TRY IT: Below are some records. Print all of them exactly as they appear.

Collected data:
//! Client side of the search service: registers with a server, ships
//! per-file term counts for a folder tree and runs ranked searches.

use anyhow::{anyhow, bail, Context, Result};
use search_core::frame::{read_frame, write_frame, DEFAULT_MAX_FRAME_LEN};
use search_core::protocol::{is_valid_path, IndexSubmission, Reply, Request, SHUTDOWN_NOTICE};
use search_core::tokenizer::count_terms;
use search_core::{ClientId, SearchHit};
use std::path::{Path, PathBuf};
use std::time::{Duration, Instant};
use tokio::io::BufReader;
use tokio::net::tcp::{OwnedReadHalf, OwnedWriteHalf};
use tokio::net::TcpStream;
use tokio::task::JoinHandle;
use tracing::{debug, info, warn};
use walkdir::WalkDir;

/// Separator users type between search terms.
pub const QUERY_SEPARATOR: &str = " AND ";

#[derive(Debug, Default, Clone, PartialEq)]
pub struct IndexOutcome {
    pub files: usize,
    pub rejected: usize,
    pub bytes_read: u64,
    pub elapsed: Duration,
}

#[derive(Debug, Default, Clone, PartialEq)]
pub struct SearchOutcome {
    pub hits: Vec<SearchHit>,
    pub elapsed: Duration,
}

/// One request/reply connection to the server.
pub struct Connection {
    reader: BufReader<OwnedReadHalf>,
    writer: OwnedWriteHalf,
}

impl Connection {
    pub async fn open(addr: &str) -> Result<Self> {
        let stream = TcpStream::connect(addr).await.with_context(|| format!("failed to connect to {addr}"))?;
        let (reader, writer) = stream.into_split();
        Ok(Self { reader: BufReader::new(reader), writer })
    }

    pub async fn call(&mut self, request: &Request) -> Result<Reply> {
        write_frame(&mut self.writer, &request.encode()).await?;
        let frame = read_frame(&mut self.reader, DEFAULT_MAX_FRAME_LEN)
            .await?
            .ok_or_else(|| anyhow!("server closed the connection"))?;
        Ok(Reply::decode(&frame)?)
    }

    /// Sends `QUIT`; the server closes the session without replying.
    pub async fn quit(mut self) -> Result<()> {
        write_frame(&mut self.writer, &Request::Quit.encode()).await?;
        Ok(())
    }
}

/// Splits user input like `cat AND dog` into wire terms.
///
/// Documents matching any of the terms are returned, ranked by the summed
/// frequency of all terms, so the separator reads as AND but behaves as OR.
/// Terms containing `,` or `|` cannot be carried by a search request.
pub fn parse_query(input: &str) -> Result<Vec<String>> {
    input
        .split(QUERY_SEPARATOR)
        .map(str::trim)
        .filter(|t| !t.is_empty())
        .map(|t| {
            if t.contains([',', '|']) {
                bail!("search term `{t}` may not contain `,` or `|`");
            }
            Ok(t.to_string())
        })
        .collect()
}

#[derive(Default)]
pub struct ClientEngine {
    conn: Option<Connection>,
    client_id: Option<ClientId>,
}

impl ClientEngine {
    pub fn new() -> Self { Self::default() }

    pub fn client_id(&self) -> Option<ClientId> { self.client_id }

    /// Connects and registers, replacing any previous session.
    pub async fn connect(&mut self, host: &str, port: u16) -> Result<ClientId> {
        if self.conn.is_some() {
            self.disconnect().await?;
        }
        let mut conn = Connection::open(&format!("{host}:{port}")).await?;
        let id = match conn.call(&Request::Register).await? {
            Reply::Registered(id) => id,
            other => bail!("unexpected register reply: {other:?}"),
        };
        info!(client_id = id, host, port, "registered with server");
        self.conn = Some(conn);
        self.client_id = Some(id);
        Ok(id)
    }

    fn conn(&mut self) -> Result<&mut Connection> {
        self.conn.as_mut().ok_or_else(|| anyhow!("not connected; use `connect <ip> <port>` first"))
    }

    /// Submits every regular file below `folder`. A missing or non-directory
    /// path yields an empty outcome rather than an error.
    pub async fn index_folder(&mut self, folder: &Path) -> Result<IndexOutcome> {
        if !folder.is_dir() {
            warn!(path = %folder.display(), "invalid directory path");
            return Ok(IndexOutcome::default());
        }
        let root = absolute(folder)?;
        let client_id = self.client_id;
        let conn = self.conn()?;
        let start = Instant::now();
        let mut outcome = IndexOutcome::default();

        let walker = WalkDir::new(&root).sort_by_file_name().into_iter();
        for entry in walker.filter_map(|e| e.map_err(|err| warn!(error = %err, "skipping entry")).ok()) {
            if !entry.file_type().is_file() {
                continue;
            }
            let path = entry.path().to_string_lossy().into_owned();
            if !is_valid_path(&path) {
                warn!(path = %path, "path cannot be sent over the wire");
                outcome.rejected += 1;
                continue;
            }
            let content = match tokio::fs::read(entry.path()).await {
                Ok(bytes) => bytes,
                Err(e) => {
                    warn!(path = %path, error = %e, "failed to read file");
                    continue;
                }
            };
            outcome.bytes_read += content.len() as u64;
            let counts = count_terms(&String::from_utf8_lossy(&content));

            let request = Request::Index(IndexSubmission { client_id, path, counts });
            match conn.call(&request).await? {
                Reply::IndexOk => outcome.files += 1,
                Reply::IndexError => {
                    warn!(path = %entry.path().display(), "server rejected submission");
                    outcome.rejected += 1;
                }
                other => bail!("unexpected index reply: {other:?}"),
            }
        }
        outcome.elapsed = start.elapsed();
        debug!(files = outcome.files, bytes = outcome.bytes_read, "folder indexed");
        Ok(outcome)
    }

    pub async fn search(&mut self, terms: &[String]) -> Result<SearchOutcome> {
        let start = Instant::now();
        let hits = match self.conn()?.call(&Request::Search(terms.to_vec())).await? {
            Reply::Search(hits) => hits,
            other => bail!("unexpected search reply: {other:?}"),
        };
        Ok(SearchOutcome { hits, elapsed: start.elapsed() })
    }

    pub async fn disconnect(&mut self) -> Result<()> {
        if let Some(conn) = self.conn.take() {
            conn.quit().await?;
            info!(client_id = ?self.client_id, "disconnected");
        }
        self.client_id = None;
        Ok(())
    }
}

fn absolute(path: &Path) -> Result<PathBuf> {
    if path.is_absolute() {
        return Ok(path.to_path_buf());
    }
    Ok(std::env::current_dir()?.join(path))
}

/// Listens on the server's notify endpoint. The task resolves to `true` once
/// `SERVER_SHUTDOWN` arrives, `false` if the endpoint closes without it.
pub async fn subscribe_shutdown(addr: &str) -> Result<JoinHandle<bool>> {
    let stream = TcpStream::connect(addr).await.with_context(|| format!("failed to subscribe at {addr}"))?;
    Ok(tokio::spawn(async move {
        let mut reader = BufReader::new(stream);
        loop {
            match read_frame(&mut reader, DEFAULT_MAX_FRAME_LEN).await {
                Ok(Some(frame)) if frame == SHUTDOWN_NOTICE => return true,
                Ok(Some(other)) => debug!(frame = %other, "ignoring notice"),
                Ok(None) => return false,
                Err(e) => {
                    debug!(error = %e, "notify stream failed");
                    return false;
                }
            }
        }
    }))
}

ANSWER FOR THE TASK:
//! Client side of the search service: registers with a server, ships
//! per-file term counts for a folder tree and runs ranked searches.

use anyhow::{anyhow, bail, Context, Result};
use search_core::frame::{read_frame, write_frame, DEFAULT_MAX_FRAME_LEN};
use search_core::protocol::{is_valid_path, IndexSubmission, Reply, Request, SHUTDOWN_NOTICE};
use search_core::tokenizer::count_terms;
use search_core::{ClientId, SearchHit};
use std::path::{Path, PathBuf};
use std::time::{Duration, Instant};
use tokio::io::BufReader;
use tokio::net::tcp::{OwnedReadHalf, OwnedWriteHalf};
use tokio::net::TcpStream;
use tokio::task::JoinHandle;
use tracing::{debug, info, warn};
use walkdir::WalkDir;

/// Separator users type between search terms.
pub const QUERY_SEPARATOR: &str = " AND ";

#[derive(Debug, Default, Clone, PartialEq)]
pub struct IndexOutcome {
    pub files: usize,
    pub rejected: usize,
    pub bytes_read: u64,
    pub elapsed: Duration,
}

#[derive(Debug, Default, Clone, PartialEq)]
pub struct SearchOutcome {
    pub hits: Vec<SearchHit>,
    pub elapsed: Duration,
}

/// One request/reply connection to the server.
pub struct Connection {
    reader: BufReader<OwnedReadHalf>,
    writer: OwnedWriteHalf,
}

impl Connection {
    pub async fn open(addr: &str) -> Result<Self> {
        let stream = TcpStream::connect(addr).await.with_context(|| format!("failed to connect to {addr}"))?;
        let (reader, writer) = stream.into_split();
        Ok(Self { reader: BufReader::new(reader), writer })
    }

    pub async fn call(&mut self, request: &Request) -> Result<Reply> {
        write_frame(&mut self.writer, &request.encode()).await?;
        let frame = read_frame(&mut self.reader, DEFAULT_MAX_FRAME_LEN)
            .await?
            .ok_or_else(|| anyhow!("server closed the connection"))?;
        Ok(Reply::decode(&frame)?)
    }

    /// Sends `QUIT`; the server closes the session without replying.
    pub async fn quit(mut self) -> Result<()> {
        write_frame(&mut self.writer, &Request::Quit.encode()).await?;
        Ok(())
    }
}

/// Splits user input like `cat AND dog` into wire terms.
///
/// Documents matching any of the terms are returned, ranked by the summed
/// frequency of all terms, so the separator reads as AND but behaves as OR.
/// Terms containing `,` or `|` cannot be carried by a search request.
pub fn parse_query(input: &str) -> Result<Vec<String>> {
    input
        .split(QUERY_SEPARATOR)
        .map(str::trim)
        .filter(|t| !t.is_empty())
        .map(|t| {
            if t.contains([',', '|']) {
                bail!("search term `{t}` may not contain `,` or `|`");
            }
            Ok(t.to_string())
        })
        .collect()
}

#[derive(Default)]
pub struct ClientEngine {
    conn: Option<Connection>,
    client_id: Option<ClientId>,
}

impl ClientEngine {
    pub fn new() -> Self { Self::default() }

    pub fn client_id(&self) -> Option<ClientId> { self.client_id }

    /// Connects and registers, replacing any previous session.
    pub async fn connect(&mut self, host: &str, port: u16) -> Result<ClientId> {
        if self.conn.is_some() {
            self.disconnect().await?;
        }
        let mut conn = Connection::open(&format!("{host}:{port}")).await?;
        let id = match conn.call(&Request::Register).await? {
            Reply::Registered(id) => id,
            other => bail!("unexpected register reply: {other:?}"),
        };
        info!(client_id = id, host, port, "registered with server");
        self.conn = Some(conn);
        self.client_id = Some(id);
        Ok(id)
    }

    fn conn(&mut self) -> Result<&mut Connection> {
        self.conn.as_mut().ok_or_else(|| anyhow!("not connected; use `connect <ip> <port>` first"))
    }

    /// Submits every regular file below `folder`. A missing or non-directory
    /// path yields an empty outcome rather than an error.
    pub async fn index_folder(&mut self, folder: &Path) -> Result<IndexOutcome> {
        if !folder.is_dir() {
            warn!(path = %folder.display(), "invalid directory path");
            return Ok(IndexOutcome::default());
        }
        let root = absolute(folder)?;
        let client_id = self.client_id;
        let conn = self.conn()?;
        let start = Instant::now();
        let mut outcome = IndexOutcome::default();

        let walker = WalkDir::new(&root).sort_by_file_name().into_iter();
        for entry in walker.filter_map(|e| e.map_err(|err| warn!(error = %err, "skipping entry")).ok()) {
            if !entry.file_type().is_file() {
                continue;
            }
            let path = entry.path().to_string_lossy().into_owned();
            if !is_valid_path(&path) {
                warn!(path = %path, "path cannot be sent over the wire");
                outcome.rejected += 1;
                continue;
            }
            let content = match tokio::fs::read(entry.path()).await {
                Ok(bytes) => bytes,
                Err(e) => {
                    warn!(path = %path, error = %e, "failed to read file");
                    continue;
                }
            };
            outcome.bytes_read += content.len() as u64;
            let counts = count_terms(&String::from_utf8_lossy(&content));

            let request = Request::Index(IndexSubmission { client_id, path, counts });
            match conn.call(&request).await? {
                Reply::IndexOk => outcome.files += 1,
                Reply::IndexError => {
                    warn!(path = %entry.path().display(), "server rejected submission");
                    outcome.rejected += 1;
                }
                other => bail!("unexpected index reply: {other:?}"),
            }
        }
        outcome.elapsed = start.elapsed();
        debug!(files = outcome.files, bytes = outcome.bytes_read, "folder indexed");
        Ok(outcome)
    }

    pub async fn search(&mut self, terms: &[String]) -> Result<SearchOutcome> {
        let start = Instant::now();
        let hits = match self.conn()?.call(&Request::Search(terms.to_vec())).await? {
            Reply::Search(hits) => hits,
            other => bail!("unexpected search reply: {other:?}"),
        };
        Ok(SearchOutcome { hits, elapsed: start.elapsed() })
    }

    pub async fn disconnect(&mut self) -> Result<()> {
        if let Some(conn) = self.conn.take() {
            conn.quit().await?;
            info!(client_id = ?self.client_id, "disconnected");
        }
        self.client_id = None;
        Ok(())
    }
}

fn absolute(path: &Path) -> Result<PathBuf> {
    if path.is_absolute() {
        return Ok(path.to_path_buf());
    }
    Ok(std::env::current_dir()?.join(path))
}

/// Listens on the server's notify endpoint. The task resolves to `true` once
/// `SERVER_SHUTDOWN` arrives, `false` if the endpoint closes without it.
pub async fn subscribe_shutdown(addr: &str) -> Result<JoinHandle<bool>> {
    let stream = TcpStream::connect(addr).await.with_context(|| format!("failed to subscribe at {addr}"))?;
    Ok(tokio::spawn(async move {
        let mut reader = BufReader::new(stream);
        loop {
            match read_frame(&mut reader, DEFAULT_MAX_FRAME_LEN).await {
                Ok(Some(frame)) if frame == SHUTDOWN_NOTICE => return true,
                Ok(Some(other)) => debug!(frame = %other, "ignoring notice"),
                Ok(None) => return false,
                Err(e) => {
                    debug!(error = %e, "notify stream failed");
                    return false;
                }
            }
        }
    }))
}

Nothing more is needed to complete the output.